Philodendron pedatum, also called Oak Leaf Philodendron due to its oak-like foliage, is native to South America. This Philodendron variety is a fast-growing climber suited to indoors cultivation in temperate climate zones.
The Philodendron Pedatum reaches a height of 9 feet (2.7 meters) and grows to around 1 foot (30.4 cm) wide.
The plant’s vining growth habit makes the plant suitable for hanging baskets or pots with a trellis or moss pole added for support.
The dark-green leaves start out oblong, then develop deep lobes.
Individual leaves often grow to a length of 6 to 8 inches (15 to 20.3 cm), though some reach 14 inches (35.5 cm).
The plant does not often bloom indoors, but when flowers appear they are brownish-green.
Oak Leaf Philodendron grows well outdoors in USDA zones 9 to 11, but is typically grown as a year-round houseplant in cooler climate zones.
When choosing a particular spot in your home for this type of Philodendron, you need to think about the plant’s basic growing needs – especially when it comes to light, temperature, humidity and soil or potting mix.
When choosing where to grow this plant you should also remember that all Philodendrons are considered toxic and should be kept away from pets and small children.

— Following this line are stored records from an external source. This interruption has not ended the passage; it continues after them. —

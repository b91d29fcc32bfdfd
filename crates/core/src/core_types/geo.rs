//! Geographic coordinates and great-circle distance

use serde::{Deserialize, Serialize};

/// Mean Earth radius used for great-circle distances (km)
const EARTH_RADIUS_KM: f64 = 6373.0;

/// A geographic coordinate pair in decimal degrees
#[derive(Debug, Clone, Copy, PartialEq, Serialize, Deserialize)]
pub struct GeoLocation {
    /// Latitude in decimal degrees (positive north)
    pub latitude: f64,
    /// Longitude in decimal degrees (positive east)
    pub longitude: f64,
}

impl GeoLocation {
    /// Create a location from decimal degrees
    pub fn new(latitude: f64, longitude: f64) -> Self {
        GeoLocation {
            latitude,
            longitude,
        }
    }

    /// Great-circle distance to another location in meters (haversine formula)
    pub fn distance_m(&self, other: &GeoLocation) -> f64 {
        let lat_a = self.latitude.to_radians();
        let lat_b = other.latitude.to_radians();
        let dlat = lat_b - lat_a;
        let dlon = (other.longitude - self.longitude).to_radians();

        let a = (dlat / 2.0).sin().powi(2) + lat_a.cos() * lat_b.cos() * (dlon / 2.0).sin().powi(2);
        let c = 2.0 * a.sqrt().atan2((1.0 - a).sqrt());

        EARTH_RADIUS_KM * c * 1000.0
    }
}
//! Wind-driven spread-rate model
//!
//! Spread rate grows exponentially with wind speed aligned to the spread
//! direction (`k_phi = exp(0.1783 * wind_speed * c_phi * 1.5)`), and the
//! per-neighbour contribution is square-root dampened and thinned by
//! `1/(1 + wind_speed)` to model wind's simultaneous
//! acceleration-but-thinning effect on local intensity.

use crate::core_types::FireState;
use crate::grid::Cell;
use crate::spread::{bearing, wind_alignment, Progression, SpreadRateModel, WIND_GAIN};

/// Directionality exponent of the standalone wind variant
const ALIGNMENT_EXPONENT: f64 = 1.5;

/// Wind-driven variant: ignores slope and fuel, spreads along the wind
#[derive(Debug, Clone, Copy, Default)]
pub struct WindDriven;

impl WindDriven {
    pub fn new() -> Self {
        WindDriven
    }
}

impl SpreadRateModel for WindDriven {
    fn rate(&self, target: &Cell, neighbour: &Cell, neighbour_state: FireState) -> f32 {
        if !neighbour.combustible() {
            return 0.0;
        }

        let bearing_rad = bearing(neighbour.position(), target.position());
        let c_phi = wind_alignment(neighbour.environment().wind_direction(), bearing_rad);
        let k_phi =
            (WIND_GAIN * neighbour.environment().wind_speed() * c_phi * ALIGNMENT_EXPONENT).exp();

        // The target's own wind thins its local intensity gain.
        let thinning = 1.0 + target.environment().wind_speed();
        (f64::from(neighbour_state.intensity()) * k_phi.sqrt() / thinning) as f32
    }

    fn progression(&self) -> Progression {
        Progression::Continuous
    }

    fn ignition_state(&self) -> FireState {
        FireState::ignition_spark()
    }
}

Provide your Oak Leaf Philodendron with bright, indirect light for 6 to 8 hours per day. The plant will tolerate dappled light or partial shade as well. Do not expose the Philodendron pedatum to direct sunlight for extended periods as it scorches the foliage.
Temperature And Humidity
Temperatures between 60 to 75 degrees Fahrenheit (10 to 23.8 degrees Celsius) are ideal during the day.
At night, temperatures 5 to 10 degrees cooler are good for the plant. Avoid placing your plant near vents or air conditioners as drafts can damage the foliage.
Humidity levels around 60 percent are ideal but levels between 40 to 80 percent are also acceptable. Increase low humidity by using a tray filled with small pebbles and water under the pot’s drip tray.
Soil/ Potting Mix
Grow your Pedatum Philodendron in a good quality potting soil that is moist yet airy and free-draining. . Keep the soil’s pH between 5.5 to 7.0 for optimal growth.
Choosing the right growing location is a big part of the puzzle but you also need to consider how you will care for your plant, watering and feeding over time.
Philodendrons prefer the soak and dry watering method. Let the top 1 inch of soil dry between waterings. Water slowly until the moisture runs through the pot’s drainage holes. Dispose of water collected in the tray so the roots don’t sit in water, which leads to root rot.
It is also recommended to wipe the leaves once per week with a damp cloth to remove dust buildup. Use only clean water and avoid commercial leaf shine products as they may damage the foliage.
Feed your plant, in the spring and summer, with a balanced,organic liquid houseplant fertilizer once per month. Do not fertilize the plant in the fall and winter dormant months.
Pruning is recommended to both remove dead leaves and stems or to shape leggy stems and encourage fuller growth. Prune leggy stems just above a set of leaves or nodes to encourage new growth.
Propagate Philodendron pedatum by means of cuttings. To do so:
- Cut a stem 2 to 4 inches long from a mature plant. Ensure the cutting has two top leaves and two bottom leaves or exposed nodes.
- Remove the bottom leaves, if present.
- Allow the stem to sit and cure for one to two weeks to form a callus.
- Once calloused, fill a small pot with the recommended soil mix.
- Poke a hole with your finger into the middle of the soil and insert the stem until the nodes are below the surface.
- Fill in the hole and use a wooden skewer to support the stem if needed.
- Place the pot in bright, indirect sunlight and keep the soil moist.
- Once the cutting has established a root system, and begins new growth, care for the plant as you would a mature one.
Common Pests And Diseases
Watch for mealybugs, scale and spider mites as these are common pests of Philodendron pedatum. Infestations are detected by the presence of these pests, often under the leaves, and the honeydew they excrete onto the plant. If left untreated, the honeydew encourages black, sooty mold to form, which further damages the plant.
Root rot is common among Philodendrons and results from overwatering the plant. Reduce waterings and, once the soil is dry, remove the plant from its pot. Infected roots appear dark and mushy. Use sharp and sterile shears to trim away any infected roots. Mix one part 3 percent hydrogen peroxide and two parts water in a spray bottle and generously mist the remaining roots. Transfer the plant to a clean pot with fresh soil. If most of the root system is affected the plant likely cannot be saved.